A LITTLE MorE BACKGROUND ON S. 1287:
Murkowski’s S. 1287, considered a “compromise” by some because it tones down some of the worst features of his previous versions of the Mobile Chernobyl bill, is still not responsible nuclear waste policy. What’s more, if S. 1287 were to pass the Senate, those “even worse” components of earlier versions of the bill could simply be re-added to S. 1287 during the House-Senate conference committee. Senators who had been lured into voting for S. 1287 because it wasn’t as bad as earlier versions would then find it difficult to change their vote on the bill coming out of conference committee, even though those “even worse” components had been added back on.

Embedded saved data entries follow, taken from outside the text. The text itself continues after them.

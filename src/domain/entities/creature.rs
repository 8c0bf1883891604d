//! Creature entity - statted game entities with structured sense data

use serde::{Deserialize, Serialize};

use crate::domain::schema::{self, SchemaViolation, ARMOR_CLASS_RANGE};
use crate::domain::value_objects::{
    AbilityScores, Bonuses, CreatureId, Senses, SkillProficiency, Skills, SpellSlots, WorldId,
};

/// Creature type classification
#[derive(Debug, Clone, Copy, Default, PartialEq, Eq, Serialize, Deserialize)]
#[serde(rename_all = "lowercase")]
pub enum CreatureKind {
    Aberration,
    #[default]
    Beast,
    Celestial,
    Construct,
    Dragon,
    Elemental,
    Fey,
    Fiend,
    Giant,
    Humanoid,
    Monstrosity,
    Ooze,
    Plant,
    Undead,
}

/// Creature size category
#[derive(Debug, Clone, Copy, Default, PartialEq, Eq, Serialize, Deserialize)]
#[serde(rename_all = "lowercase")]
pub enum Size {
    Tiny,
    Small,
    #[default]
    Medium,
    Large,
    Huge,
    Gargantuan,
}

/// Hit point pool
#[derive(Debug, Clone, Copy, PartialEq, Eq, Serialize, Deserialize)]
pub struct HitPoints {
    pub value: i32,
    pub max: i32,
    #[serde(default, skip_serializing_if = "is_zero")]
    pub temp: i32,
}

fn is_zero(value: &i32) -> bool {
    *value == 0
}

impl Default for HitPoints {
    fn default() -> Self {
        Self::new(1)
    }
}

impl HitPoints {
    /// A full pool of the given size
    pub fn new(max: i32) -> Self {
        Self {
            value: max,
            max,
            temp: 0,
        }
    }
}

/// Movement speeds, in `units` per round
#[derive(Debug, Clone, PartialEq, Serialize, Deserialize)]
pub struct Movement {
    pub walk: f64,
    #[serde(default, skip_serializing_if = "Option::is_none")]
    pub fly: Option<f64>,
    #[serde(default, skip_serializing_if = "Option::is_none")]
    pub swim: Option<f64>,
    #[serde(default, skip_serializing_if = "Option::is_none")]
    pub climb: Option<f64>,
    #[serde(default, skip_serializing_if = "Option::is_none")]
    pub burrow: Option<f64>,
    #[serde(default, skip_serializing_if = "std::ops::Not::not")]
    pub hover: bool,
    #[serde(default = "default_movement_units")]
    pub units: String,
}

fn default_movement_units() -> String {
    "ft".to_string()
}

impl Default for Movement {
    fn default() -> Self {
        Self {
            walk: 30.0,
            fly: None,
            swim: None,
            climb: None,
            burrow: None,
            hover: false,
            units: default_movement_units(),
        }
    }
}

/// Derived and tracked attributes
#[derive(Debug, Clone, PartialEq, Serialize, Deserialize)]
pub struct CreatureAttributes {
    #[serde(default)]
    pub hp: HitPoints,
    #[serde(default = "default_armor_class")]
    pub ac: i32,
    #[serde(default)]
    pub movement: Movement,
    #[serde(default)]
    pub senses: Senses,
}

fn default_armor_class() -> i32 {
    ARMOR_CLASS_RANGE.default
}

impl Default for CreatureAttributes {
    fn default() -> Self {
        Self {
            hp: HitPoints::default(),
            ac: default_armor_class(),
            movement: Movement::default(),
            senses: Senses::default(),
        }
    }
}

/// Trait block, including the legacy free-text sense slot
#[derive(Debug, Clone, Default, PartialEq, Serialize, Deserialize)]
pub struct CreatureTraits {
    #[serde(default)]
    pub size: Size,
    #[serde(default, skip_serializing_if = "Vec::is_empty")]
    pub languages: Vec<String>,
    /// Legacy free-text senses; read once by the migration pass and left
    /// in place for the caller to clean up
    #[serde(default, skip_serializing_if = "Option::is_none")]
    pub senses: Option<String>,
}

/// A creature in a world
#[derive(Debug, Clone, PartialEq, Serialize, Deserialize)]
pub struct Creature {
    #[serde(default)]
    pub id: CreatureId,
    #[serde(default)]
    pub world_id: WorldId,
    #[serde(default)]
    pub name: String,
    #[serde(default)]
    pub kind: CreatureKind,
    /// Challenge tier driving the proficiency bonus
    #[serde(default = "default_level")]
    pub level: u8,
    #[serde(default)]
    pub abilities: AbilityScores,
    #[serde(default)]
    pub attributes: CreatureAttributes,
    #[serde(default, skip_serializing_if = "Skills::is_empty")]
    pub skills: Skills,
    #[serde(default, skip_serializing_if = "Bonuses::is_empty")]
    pub bonuses: Bonuses,
    #[serde(default)]
    pub spells: SpellSlots,
    #[serde(default)]
    pub traits: CreatureTraits,
}

fn default_level() -> u8 {
    1
}

impl Default for Creature {
    fn default() -> Self {
        Self::new(WorldId::new(), String::new(), CreatureKind::default())
    }
}

impl Creature {
    pub fn new(world_id: WorldId, name: impl Into<String>, kind: CreatureKind) -> Self {
        Self {
            id: CreatureId::new(),
            world_id,
            name: name.into(),
            kind,
            level: default_level(),
            abilities: AbilityScores::default(),
            attributes: CreatureAttributes::default(),
            skills: Skills::default(),
            bonuses: Bonuses::default(),
            spells: SpellSlots::default(),
            traits: CreatureTraits::default(),
        }
    }

    pub fn with_level(mut self, level: u8) -> Self {
        self.level = level;
        self
    }

    pub fn with_abilities(mut self, abilities: AbilityScores) -> Self {
        self.abilities = abilities;
        self
    }

    pub fn with_hit_points(mut self, max: i32) -> Self {
        self.attributes.hp = HitPoints::new(max);
        self
    }

    pub fn with_armor_class(mut self, ac: i32) -> Self {
        self.attributes.ac = ac;
        self
    }

    pub fn with_skill(mut self, key: impl Into<String>, proficiency: SkillProficiency) -> Self {
        self.skills.set(key, proficiency);
        self
    }

    pub fn with_spell_slots(mut self, spells: SpellSlots) -> Self {
        self.spells = spells;
        self
    }

    pub fn with_size(mut self, size: Size) -> Self {
        self.traits.size = size;
        self
    }

    /// Validate against the creature schema
    pub fn validate(&self) -> Vec<SchemaViolation> {
        schema::validate_creature(self)
    }

    /// Deserialize from a persisted creature document body
    pub fn from_document(data: &serde_json::Value) -> Result<Self, serde_json::Error> {
        serde_json::from_value(data.clone())
    }

    /// Serialize to the persisted document layout
    pub fn to_document(&self) -> Result<serde_json::Value, serde_json::Error> {
        serde_json::to_value(self)
    }
}

#[cfg(test)]
mod tests {
    use super::*;
    use crate::domain::schema::ABILITY_RANGE;
    use crate::domain::value_objects::Ability;

    #[test]
    fn builder_populates_defaults() {
        let creature = Creature::new(WorldId::new(), "Basilisk", CreatureKind::Monstrosity)
            .with_level(3)
            .with_hit_points(52)
            .with_armor_class(15)
            .with_skill("perception", SkillProficiency::Proficient)
            .with_size(Size::Medium);

        assert_eq!(creature.name, "Basilisk");
        assert_eq!(creature.level, 3);
        assert_eq!(creature.attributes.hp.value, 52);
        assert_eq!(creature.attributes.ac, 15);
        assert_eq!(creature.abilities.score(Ability::Strength), ABILITY_RANGE.default);
        assert!(creature.validate().is_empty());
    }

    #[test]
    fn document_layout_nests_senses_under_attributes() {
        let mut creature = Creature::new(WorldId::new(), "Owlbear", CreatureKind::Monstrosity);
        creature.attributes.senses.set_range("darkvision", 60.0);

        let document = creature.to_document().unwrap();
        assert_eq!(
            document
                .pointer("/attributes/senses/darkvision")
                .and_then(|v| v.as_f64()),
            Some(60.0)
        );
        assert_eq!(
            document.pointer("/attributes/senses/units").and_then(|v| v.as_str()),
            Some("ft")
        );
    }

    #[test]
    fn legacy_trait_senses_survive_round_trip() {
        let mut creature = Creature::new(WorldId::new(), "Ghoul", CreatureKind::Undead);
        creature.traits.senses = Some("Darkvision 60 ft".to_string());

        let document = creature.to_document().unwrap();
        assert_eq!(
            document.pointer("/traits/senses").and_then(|v| v.as_str()),
            Some("Darkvision 60 ft")
        );

        let restored = Creature::from_document(&document).unwrap();
        assert_eq!(restored, creature);
    }

    #[test]
    fn partial_document_deserializes_with_defaults() {
        let document = serde_json::json!({
            "name": "Wolf",
            "kind": "beast",
        });

        let creature = Creature::from_document(&document).unwrap();
        assert_eq!(creature.name, "Wolf");
        assert_eq!(creature.kind, CreatureKind::Beast);
        assert_eq!(creature.level, 1);
        assert_eq!(creature.attributes.movement.walk, 30.0);
        assert!(creature.traits.senses.is_none());
    }
}
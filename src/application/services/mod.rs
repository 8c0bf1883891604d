//! Application services - Use case implementations

pub mod migration_service;

pub use migration_service::{
    MigrationError, MigrationReport, MigrationService, CURRENT_SCHEMA_VERSION,
};
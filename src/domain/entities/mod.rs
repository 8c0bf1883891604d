//! Domain entities - Core business objects with identity

mod creature;

pub use creature::{
    Creature, CreatureAttributes, CreatureKind, CreatureTraits, HitPoints, Movement, Size,
};
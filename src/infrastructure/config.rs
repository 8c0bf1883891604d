//! Application configuration

use std::env;

use anyhow::{Context, Result};

use crate::domain::value_objects::SenseTypes;

/// Application configuration loaded from environment
#[derive(Debug, Clone)]
pub struct AppConfig {
    /// Document store backend ("sqlite" or "memory")
    pub store_backend: String,
    /// SQLite database path
    pub database_path: String,
    /// Number of documents migrated concurrently
    pub migration_parallelism: usize,
    /// Extra recognized sense types beyond the standard vocabulary
    pub extra_sense_types: Vec<String>,
}

impl AppConfig {
    /// Load configuration from environment variables
    pub fn from_env() -> Result<Self> {
        Ok(Self {
            store_backend: env::var("BESTIARY_STORE_BACKEND")
                .unwrap_or_else(|_| "sqlite".to_string()),
            database_path: env::var("BESTIARY_DATABASE_PATH")
                .unwrap_or_else(|_| "data/bestiary.db".to_string()),
            migration_parallelism: env::var("BESTIARY_MIGRATION_PARALLELISM")
                .unwrap_or_else(|_| "4".to_string())
                .parse()
                .context("BESTIARY_MIGRATION_PARALLELISM must be a positive integer")?,
            extra_sense_types: env::var("BESTIARY_SENSE_TYPES")
                .map(|raw| {
                    raw.split(',')
                        .map(str::trim)
                        .filter(|key| !key.is_empty())
                        .map(str::to_lowercase)
                        .collect()
                })
                .unwrap_or_default(),
        })
    }

    /// The recognized sense-type registry for this deployment
    pub fn sense_types(&self) -> SenseTypes {
        SenseTypes::standard().with_extensions(self.extra_sense_types.iter().map(String::as_str))
    }
}

#[cfg(test)]
mod tests {
    use super::*;

    #[test]
    fn registry_includes_configured_extensions() {
        let config = AppConfig {
            store_backend: "memory".to_string(),
            database_path: String::new(),
            migration_parallelism: 1,
            extra_sense_types: vec!["scent".to_string()],
        };

        let types = config.sense_types();
        assert!(types.contains("scent"));
        assert!(types.contains("darkvision"));
    }
}
//! Creature ability scores and derived modifiers

use serde::{Deserialize, Serialize};

/// The six creature abilities
#[derive(Debug, Clone, Copy, PartialEq, Eq, Hash, Serialize, Deserialize)]
pub enum Ability {
    #[serde(rename = "str")]
    Strength,
    #[serde(rename = "dex")]
    Dexterity,
    #[serde(rename = "con")]
    Constitution,
    #[serde(rename = "int")]
    Intelligence,
    #[serde(rename = "wis")]
    Wisdom,
    #[serde(rename = "cha")]
    Charisma,
}

impl Ability {
    pub const ALL: [Ability; 6] = [
        Ability::Strength,
        Ability::Dexterity,
        Ability::Constitution,
        Ability::Intelligence,
        Ability::Wisdom,
        Ability::Charisma,
    ];

    /// Short key used in persisted documents
    pub fn key(&self) -> &'static str {
        match self {
            Ability::Strength => "str",
            Ability::Dexterity => "dex",
            Ability::Constitution => "con",
            Ability::Intelligence => "int",
            Ability::Wisdom => "wis",
            Ability::Charisma => "cha",
        }
    }

    pub fn label(&self) -> &'static str {
        match self {
            Ability::Strength => "Strength",
            Ability::Dexterity => "Dexterity",
            Ability::Constitution => "Constitution",
            Ability::Intelligence => "Intelligence",
            Ability::Wisdom => "Wisdom",
            Ability::Charisma => "Charisma",
        }
    }

    pub fn from_key(key: &str) -> Option<Self> {
        match key.to_lowercase().as_str() {
            "str" => Some(Ability::Strength),
            "dex" => Some(Ability::Dexterity),
            "con" => Some(Ability::Constitution),
            "int" => Some(Ability::Intelligence),
            "wis" => Some(Ability::Wisdom),
            "cha" => Some(Ability::Charisma),
            _ => None,
        }
    }
}

impl std::fmt::Display for Ability {
    fn fmt(&self, f: &mut std::fmt::Formatter<'_>) -> std::fmt::Result {
        write!(f, "{}", self.key())
    }
}

/// Ability scores for a creature
#[derive(Debug, Clone, PartialEq, Eq, Serialize, Deserialize)]
pub struct AbilityScores {
    #[serde(rename = "str")]
    pub strength: i32,
    #[serde(rename = "dex")]
    pub dexterity: i32,
    #[serde(rename = "con")]
    pub constitution: i32,
    #[serde(rename = "int")]
    pub intelligence: i32,
    #[serde(rename = "wis")]
    pub wisdom: i32,
    #[serde(rename = "cha")]
    pub charisma: i32,
}

impl Default for AbilityScores {
    fn default() -> Self {
        Self {
            strength: 10,
            dexterity: 10,
            constitution: 10,
            intelligence: 10,
            wisdom: 10,
            charisma: 10,
        }
    }
}

impl AbilityScores {
    pub fn new() -> Self {
        Self::default()
    }

    pub fn with_score(mut self, ability: Ability, value: i32) -> Self {
        self.set_score(ability, value);
        self
    }

    pub fn score(&self, ability: Ability) -> i32 {
        match ability {
            Ability::Strength => self.strength,
            Ability::Dexterity => self.dexterity,
            Ability::Constitution => self.constitution,
            Ability::Intelligence => self.intelligence,
            Ability::Wisdom => self.wisdom,
            Ability::Charisma => self.charisma,
        }
    }

    pub fn set_score(&mut self, ability: Ability, value: i32) {
        match ability {
            Ability::Strength => self.strength = value,
            Ability::Dexterity => self.dexterity = value,
            Ability::Constitution => self.constitution = value,
            Ability::Intelligence => self.intelligence = value,
            Ability::Wisdom => self.wisdom = value,
            Ability::Charisma => self.charisma = value,
        }
    }

    /// Ability modifier: floor((score - 10) / 2)
    pub fn modifier(&self, ability: Ability) -> i32 {
        // Rust's / rounds toward zero, so handle negatives explicitly
        let diff = self.score(ability) - 10;
        if diff >= 0 {
            diff / 2
        } else {
            (diff - 1) / 2
        }
    }
}

#[cfg(test)]
mod tests {
    use super::*;

    #[test]
    fn modifier_uses_floor_division() {
        let scores = AbilityScores::default()
            .with_score(Ability::Strength, 1)
            .with_score(Ability::Dexterity, 8)
            .with_score(Ability::Constitution, 11)
            .with_score(Ability::Intelligence, 14)
            .with_score(Ability::Wisdom, 20)
            .with_score(Ability::Charisma, 30);

        assert_eq!(scores.modifier(Ability::Strength), -5);
        assert_eq!(scores.modifier(Ability::Dexterity), -1);
        assert_eq!(scores.modifier(Ability::Constitution), 0);
        assert_eq!(scores.modifier(Ability::Intelligence), 2);
        assert_eq!(scores.modifier(Ability::Wisdom), 5);
        assert_eq!(scores.modifier(Ability::Charisma), 10);
    }

    #[test]
    fn default_scores_have_zero_modifiers() {
        let scores = AbilityScores::default();
        for ability in Ability::ALL {
            assert_eq!(scores.score(ability), 10);
            assert_eq!(scores.modifier(ability), 0);
        }
    }

    #[test]
    fn keys_round_trip() {
        for ability in Ability::ALL {
            assert_eq!(Ability::from_key(ability.key()), Some(ability));
        }
        assert_eq!(Ability::from_key("WIS"), Some(Ability::Wisdom));
        assert_eq!(Ability::from_key("luck"), None);
    }
}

S. 1287, approved by the Senate Energy Committee but mostly along a party line vote, would continue the interim storage of high-level nuclear waste at reactor sites !QW! the waste is produced. The DOE would take title and assume liability for the waste, including all storage costs. This payoff to the nuclear industry is offered in exchange for a settlement of the current legal dispute resulting from the arbitrary 1998 deadline, established by the 1982 Nuclear Waste Policy Act (NWPA). The NWPA required DOE to start taking the waste away to a repository, even though the 1998 deadline was utterly impossible to meet. Alternately, the DOE might compensate utilities for their storage costs if the utility prefers to retain title and handle the storage itself. No matter what way you slice it, ratepayers and taxpayers would be giving the nuclear industry a huge corporate welfare check.
One way t look at this is that we have basically won on the issue of centralized interim storage. When we all took up this fight in 1994, the date for operation of a “temporary” dump next to Yucca Mountain was 1998. It is now 1999, and centralized interim storage is off the table. Congratulations to all who have helped generate pressure on your Members of Congress to win this victory. But the fight goes on. We have to defeat S. 1287, so that Senator Murkowski cannot sneak centralized interim storage and other bad things back onto the table during conference committee!
Taken together,the provisions of S. 1287 roll back the few remaining protections in today’s law that might prevent the mistake of putting the vast majority of our nuclear waste onto the roads and rails and then dumping them in a leaking hole at Yucca Mountain. This is not responsible nuclear waste policy. Thank you for your ongoing support of our efforts to defeat this dangerous legislation.